Your task:
Search the entries for the word "Clone". Copy every line where it turns up.

[Saved entries]
use chrono::{DateTime, Utc};
use serde::{Deserialize, Serialize};
use sqlx::FromRow;

/// A listing as normalized by a source adapter. Ephemeral: produced per poll
/// cycle and never persisted as its own record.
#[derive(Debug, Clone, Serialize, Deserialize, PartialEq)]
pub struct NormalizedItem {
    /// Identifier of the adapter that produced this item.
    pub source_id: String,
    /// The marketplace's canonical listing identifier, unique within a
    /// source. Never the query string.
    pub item_id: String,
    pub title: String,
    pub url: String,
    pub image_url: Option<String>,
    pub price: Option<Price>,
    /// Source-specific payload, kept for diagnostics.
    #[serde(skip_serializing_if = "Option::is_none")]
    pub raw: Option<serde_json::Value>,
}

#[derive(Debug, Clone, Serialize, Deserialize, PartialEq, Eq)]
pub struct Price {
    /// Upstream amount, passed through verbatim.
    pub amount: String,
    pub currency: String,
}

impl Price {
    pub fn jpy(amount: impl Into<String>) -> Self {
        Self {
            amount: amount.into(),
            currency: "JPY".to_string(),
        }
    }
}

/// Persisted marker that an item has been announced. At most one record per
/// `(source_id, item_id)`; never updated, never deleted.
#[derive(Debug, Clone, Serialize, Deserialize, FromRow, PartialEq)]
pub struct AnnouncedRecord {
    pub source_id: String,
    pub item_id: String,
    pub announced_at: DateTime<Utc>,
}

Answer for this exercise:
#[derive(Debug, Clone, Serialize, Deserialize, PartialEq)]
#[derive(Debug, Clone, Serialize, Deserialize, PartialEq, Eq)]
#[derive(Debug, Clone, Serialize, Deserialize, FromRow, PartialEq)]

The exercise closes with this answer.